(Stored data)

☆ ☆ ☆

// Copyright (C) 2025 The Lodestar Authors
// SPDX-License-Identifier: AGPL-3.0-or-later
//! Component registry.
//!
//! The registry maps component names to [`ComponentState`]s. Two levels of
//! locking keep unrelated components independent:
//!
//! - the registry's map lock only guards membership (lookup and insertion);
//! - each component's own lock guards its workload id and its handler.
//!
//! The map lock is never held while a component is being mutated.

use std::collections::HashMap;
use std::path::Path;
use std::sync::Arc;

use lodestar_protocol::EnvelopeCodec;
use thiserror::Error;
use tokio::io::{AsyncRead, AsyncWrite};
use tokio::sync::{Mutex, MutexGuard, RwLock};
use tracing::{debug, info};

use crate::comm::{CommError, CommHandler, HandlerConfig};
use crate::tree::{ComponentNode, FlatComponent, flatten, load_component_tree};

/// Errors while building the registry.
#[derive(Debug, Error)]
pub enum RegistryError {
    #[error("duplicate component name: {0}")]
    DuplicateComponentName(String),
}

#[derive(Default)]
struct ComponentInner {
    workload_id: Option<String>,
    comm_handler: Option<Arc<CommHandler>>,
}

/// Runtime state of one component.
pub struct ComponentState {
    name: String,
    group: String,
    workload_ref: String,
    external_id: String,
    path: Option<String>,
    orphan: bool,
    inner: RwLock<ComponentInner>,
    /// Serializes convergence of this component
    converge: Mutex<()>,
}

impl ComponentState {
    fn with_descriptor(
        name: String,
        group: String,
        workload_ref: String,
        external_id: String,
        path: Option<String>,
        orphan: bool,
    ) -> Self {
        Self {
            name,
            group,
            workload_ref,
            external_id,
            path,
            orphan,
            inner: RwLock::new(ComponentInner::default()),
            converge: Mutex::new(()),
        }
    }

    pub fn from_flat(component: FlatComponent) -> Self {
        Self::with_descriptor(
            component.name,
            component.group,
            component.workload_ref,
            component.external_id,
            component.path,
            false,
        )
    }

    /// Entry for a connection whose peer no workload claims.
    pub fn orphan(name: impl Into<String>) -> Self {
        Self::with_descriptor(name.into(), String::new(), String::new(), String::new(), None, true)
    }

    /// Entry for a workload the runtime knows but the tree does not.
    pub fn discovered(name: impl Into<String>) -> Self {
        Self::with_descriptor(name.into(), String::new(), String::new(), String::new(), None, false)
    }

    pub fn name(&self) -> &str {
        &self.name
    }

    pub fn group(&self) -> &str {
        &self.group
    }

    pub fn workload_ref(&self) -> &str {
        &self.workload_ref
    }

    pub fn external_id(&self) -> &str {
        &self.external_id
    }

    pub fn path(&self) -> Option<&str> {
        self.path.as_deref()
    }

    pub fn is_orphan(&self) -> bool {
        self.orphan
    }

    /// Whether the lifecycle manager can provision this component.
    pub fn is_managed(&self) -> bool {
        !self.orphan && !self.workload_ref.is_empty()
    }

    pub async fn workload_id(&self) -> Option<String> {
        self.inner.read().await.workload_id.clone()
    }

    pub async fn set_workload_id(&self, id: Option<String>) {
        self.inner.write().await.workload_id = id;
    }

    /// Record `id` unless an id is already known. Returns whether it was recorded.
    pub async fn record_workload_id_if_absent(&self, id: &str) -> bool {
        let mut inner = self.inner.write().await;
        if inner.workload_id.is_some() {
            return false;
        }
        inner.workload_id = Some(id.to_string());
        true
    }

    pub async fn comm_handler(&self) -> Option<Arc<CommHandler>> {
        self.inner.read().await.comm_handler.clone()
    }

    /// Attach a connection to this component's handler, creating the handler
    /// on first use. A reconnect reuses the existing handler and its queues.
    ///
    /// Returns the handler's connection generation.
    pub async fn attach_connection<S>(
        &self,
        stream: S,
        config: &HandlerConfig,
        codec: Arc<dyn EnvelopeCodec>,
    ) -> Result<u64, CommError>
    where
        S: AsyncRead + AsyncWrite + Send + 'static,
    {
        let mut inner = self.inner.write().await;

        let handler = match &inner.comm_handler {
            Some(handler) if !handler.is_shut_down() => handler.clone(),
            _ => {
                debug!(component = %self.name, "Creating communication handler");
                let handler = Arc::new(CommHandler::new(self.name.clone(), config.clone(), codec));
                inner.comm_handler = Some(handler.clone());
                handler
            }
        };

        handler.attach(stream).await
    }

    /// Shut down and drop the handler. Returns whether there was one.
    pub async fn discard_handler(&self) -> bool {
        let handler = self.inner.write().await.comm_handler.take();
        match handler {
            Some(handler) => {
                handler.shutdown().await;
                true
            }
            None => false,
        }
    }

    /// Hold this guard while converging the component's workload.
    pub(crate) async fn begin_convergence(&self) -> MutexGuard<'_, ()> {
        self.converge.lock().await
    }
}

impl std::fmt::Debug for ComponentState {
    fn fmt(&self, f: &mut std::fmt::Formatter<'_>) -> std::fmt::Result {
        f.debug_struct("ComponentState")
            .field("name", &self.name)
            .field("group", &self.group)
            .field("workload_ref", &self.workload_ref)
            .field("orphan", &self.orphan)
            .finish_non_exhaustive()
    }
}

/// Name-keyed map of every component this orchestrator knows.
#[derive(Default)]
pub struct Registry {
    components: RwLock<HashMap<String, Arc<ComponentState>>>,
}

impl Registry {
    pub fn new() -> Self {
        Self::default()
    }

    /// Build a registry from every leaf of `root`.
    pub fn build(root: &ComponentNode) -> Result<Self, RegistryError> {
        let components = flatten(root);
        let count = components.len();
        let registry = Self::from_components(components)?;
        info!(components = count, root = %root.name, "Registry built");
        Ok(registry)
    }

    /// Load the component tree file at `path` and build a registry from it.
    pub fn load(path: impl AsRef<Path>) -> crate::Result<Self> {
        let tree = load_component_tree(path)?;
        Ok(Self::build(&tree)?)
    }

    pub fn from_components(
        components: impl IntoIterator<Item = FlatComponent>,
    ) -> Result<Self, RegistryError> {
        let mut map = HashMap::new();
        for component in components {
            if map.contains_key(&component.name) {
                return Err(RegistryError::DuplicateComponentName(component.name));
            }
            map.insert(
                component.name.clone(),
                Arc::new(ComponentState::from_flat(component)),
            );
        }
        Ok(Self {
            components: RwLock::new(map),
        })
    }

    pub async fn find(&self, name: &str) -> Option<Arc<ComponentState>> {
        self.components.read().await.get(name).cloned()
    }

    /// Return the component called `name`, inserting `factory()` when absent.
    ///
    /// The boolean is true when this call inserted the entry. Concurrent
    /// callers for the same name all observe the same instance.
    pub async fn find_or_insert<F>(&self, name: &str, factory: F) -> (Arc<ComponentState>, bool)
    where
        F: FnOnce() -> ComponentState,
    {
        if let Some(existing) = self.components.read().await.get(name) {
            return (existing.clone(), false);
        }

        let mut components = self.components.write().await;
        if let Some(existing) = components.get(name) {
            return (existing.clone(), false);
        }

        let state = Arc::new(factory());
        components.insert(name.to_string(), state.clone());
        debug!(component = %name, orphan = state.is_orphan(), "Registered component");
        (state, true)
    }

    /// Snapshot of registered names, sorted.
    pub async fn names(&self) -> Vec<String> {
        let mut names: Vec<String> = self.components.read().await.keys().cloned().collect();
        names.sort();
        names
    }

    /// Snapshot of registered components, sorted by name.
    pub async fn components(&self) -> Vec<Arc<ComponentState>> {
        let mut components: Vec<_> = self.components.read().await.values().cloned().collect();
        components.sort_by(|a, b| a.name.cmp(&b.name));
        components
    }

    pub async fn len(&self) -> usize {
        self.components.read().await.len()
    }

    pub async fn is_empty(&self) -> bool {
        self.components.read().await.is_empty()
    }

    /// Shut down every component's handler. Returns how many were shut down.
    pub async fn shutdown_handlers(&self) -> usize {
        let mut count = 0;
        for component in self.components().await {
            if component.discard_handler().await {
                count += 1;
            }
        }
        count
    }
}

☆ ☆ ☆

> THE TASK:
Out of the data above, give again only the lines starting at the one holding "pub fn group(&self)" and ending at the one holding "creating the handler", unchanged.

> EXERCISE ANSWER:
    pub fn group(&self) -> &str {
        &self.group
    }

    pub fn workload_ref(&self) -> &str {
        &self.workload_ref
    }

    pub fn external_id(&self) -> &str {
        &self.external_id
    }

    pub fn path(&self) -> Option<&str> {
        self.path.as_deref()
    }

    pub fn is_orphan(&self) -> bool {
        self.orphan
    }

    /// Whether the lifecycle manager can provision this component.
    pub fn is_managed(&self) -> bool {
        !self.orphan && !self.workload_ref.is_empty()
    }

    pub async fn workload_id(&self) -> Option<String> {
        self.inner.read().await.workload_id.clone()
    }

    pub async fn set_workload_id(&self, id: Option<String>) {
        self.inner.write().await.workload_id = id;
    }

    /// Record `id` unless an id is already known. Returns whether it was recorded.
    pub async fn record_workload_id_if_absent(&self, id: &str) -> bool {
        let mut inner = self.inner.write().await;
        if inner.workload_id.is_some() {
            return false;
        }
        inner.workload_id = Some(id.to_string());
        true
    }

    pub async fn comm_handler(&self) -> Option<Arc<CommHandler>> {
        self.inner.read().await.comm_handler.clone()
    }

    /// Attach a connection to this component's handler, creating the handler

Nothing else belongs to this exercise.